DIRECTIONS: In this exercise, each record below is to be written out again exactly.

DATA EXTRACTS Block Start

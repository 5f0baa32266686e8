use crate::args::AddArgs;
use crate::commands::Out;
use crate::model::{Candidate, Transaction};
use crate::{Config, Result};
use anyhow::Context;
use chrono::Local;

/// Validates the transaction described by `args` and appends it to the ledger. The date
/// defaults to today.
pub fn add(config: &Config, args: &AddArgs) -> Result<Out<Transaction>> {
    let date = match args.date() {
        Some(date) => date.to_string(),
        None => Local::now()
            .date_naive()
            .format(config.date_format())
            .to_string(),
    };
    let candidate = Candidate::new(
        date,
        args.amount(),
        args.category(),
        args.description().unwrap_or_default(),
    );

    let transaction = config
        .store()
        .append(&candidate)
        .context("Unable to add the transaction")?;

    Ok(Out::new(
        format!(
            "Added {} of {} in '{}' on {}",
            transaction.kind(),
            transaction.amount().to_money_string(),
            transaction.category(),
            transaction.date()
        ),
        transaction,
    ))
}

#[cfg(test)]
mod tests {
    use super::*;
    use crate::model::Kind;
    use crate::test::TestEnv;

    #[test]
    fn test_add() {
        let env = TestEnv::new();
        let args = AddArgs::new(
            "-$1,250.00",
            "Rent",
            Some("2024-03-01".into()),
            Some("March".into()),
        );
        let out = add(&env.config(), &args).unwrap();
        assert_eq!(out.message(), "Added expense of -$1,250.00 in 'Rent' on 2024-03-01");
        let transaction = out.structure().unwrap();
        assert_eq!(transaction.kind(), Kind::Expense);
        assert!(env.read_ledger().ends_with("\n2024-03-01,-1250.00,Rent,March\n"));
    }

    #[test]
    fn test_add_defaults_to_today() {
        let env = TestEnv::with_settings(5, "%d/%m/%Y");
        let out = add(&env.config(), &AddArgs::new("10", "Gift", None, None)).unwrap();
        let transaction = out.structure().unwrap();
        assert_eq!(transaction.date(), Local::now().date_naive());
        assert_eq!(transaction.description(), None);
    }

    #[test]
    fn test_add_rejects_empty_category() {
        let env = TestEnv::new();
        let before = env.read_ledger();
        let err = add(
            &env.config(),
            &AddArgs::new("-10", "  ", Some("2024-01-06".into()), None),
        )
        .unwrap_err();
        assert!(format!("{err:#}").contains("category"), "{err:#}");
        assert_eq!(env.read_ledger(), before);
    }
}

DATA EXTRACTS Block End

PROBLEM SOLUTION:
repository 5f0baa32266686e8
use crate::args::AddArgs;
use crate::commands::Out;
use crate::model::{Candidate, Transaction};
use crate::{Config, Result};
use anyhow::Context;
use chrono::Local;

/// Validates the transaction described by `args` and appends it to the ledger. The date
/// defaults to today.
pub fn add(config: &Config, args: &AddArgs) -> Result<Out<Transaction>> {
    let date = match args.date() {
        Some(date) => date.to_string(),
        None => Local::now()
            .date_naive()
            .format(config.date_format())
            .to_string(),
    };
    let candidate = Candidate::new(
        date,
        args.amount(),
        args.category(),
        args.description().unwrap_or_default(),
    );

    let transaction = config
        .store()
        .append(&candidate)
        .context("Unable to add the transaction")?;

    Ok(Out::new(
        format!(
            "Added {} of {} in '{}' on {}",
            transaction.kind(),
            transaction.amount().to_money_string(),
            transaction.category(),
            transaction.date()
        ),
        transaction,
    ))
}

#[cfg(test)]
mod tests {
    use super::*;
    use crate::model::Kind;
    use crate::test::TestEnv;

    #[test]
    fn test_add() {
        let env = TestEnv::new();
        let args = AddArgs::new(
            "-$1,250.00",
            "Rent",
            Some("2024-03-01".into()),
            Some("March".into()),
        );
        let out = add(&env.config(), &args).unwrap();
        assert_eq!(out.message(), "Added expense of -$1,250.00 in 'Rent' on 2024-03-01");
        let transaction = out.structure().unwrap();
        assert_eq!(transaction.kind(), Kind::Expense);
        assert!(env.read_ledger().ends_with("\n2024-03-01,-1250.00,Rent,March\n"));
    }

    #[test]
    fn test_add_defaults_to_today() {
        let env = TestEnv::with_settings(5, "%d/%m/%Y");
        let out = add(&env.config(), &AddArgs::new("10", "Gift", None, None)).unwrap();
        let transaction = out.structure().unwrap();
        assert_eq!(transaction.date(), Local::now().date_naive());
        assert_eq!(transaction.description(), None);
    }

    #[test]
    fn test_add_rejects_empty_category() {
        let env = TestEnv::new();
        let before = env.read_ledger();
        let err = add(
            &env.config(),
            &AddArgs::new("-10", "  ", Some("2024-01-06".into()), None),
        )
        .unwrap_err();
        assert!(format!("{err:#}").contains("category"), "{err:#}");
        assert_eq!(env.read_ledger(), before);
    }
}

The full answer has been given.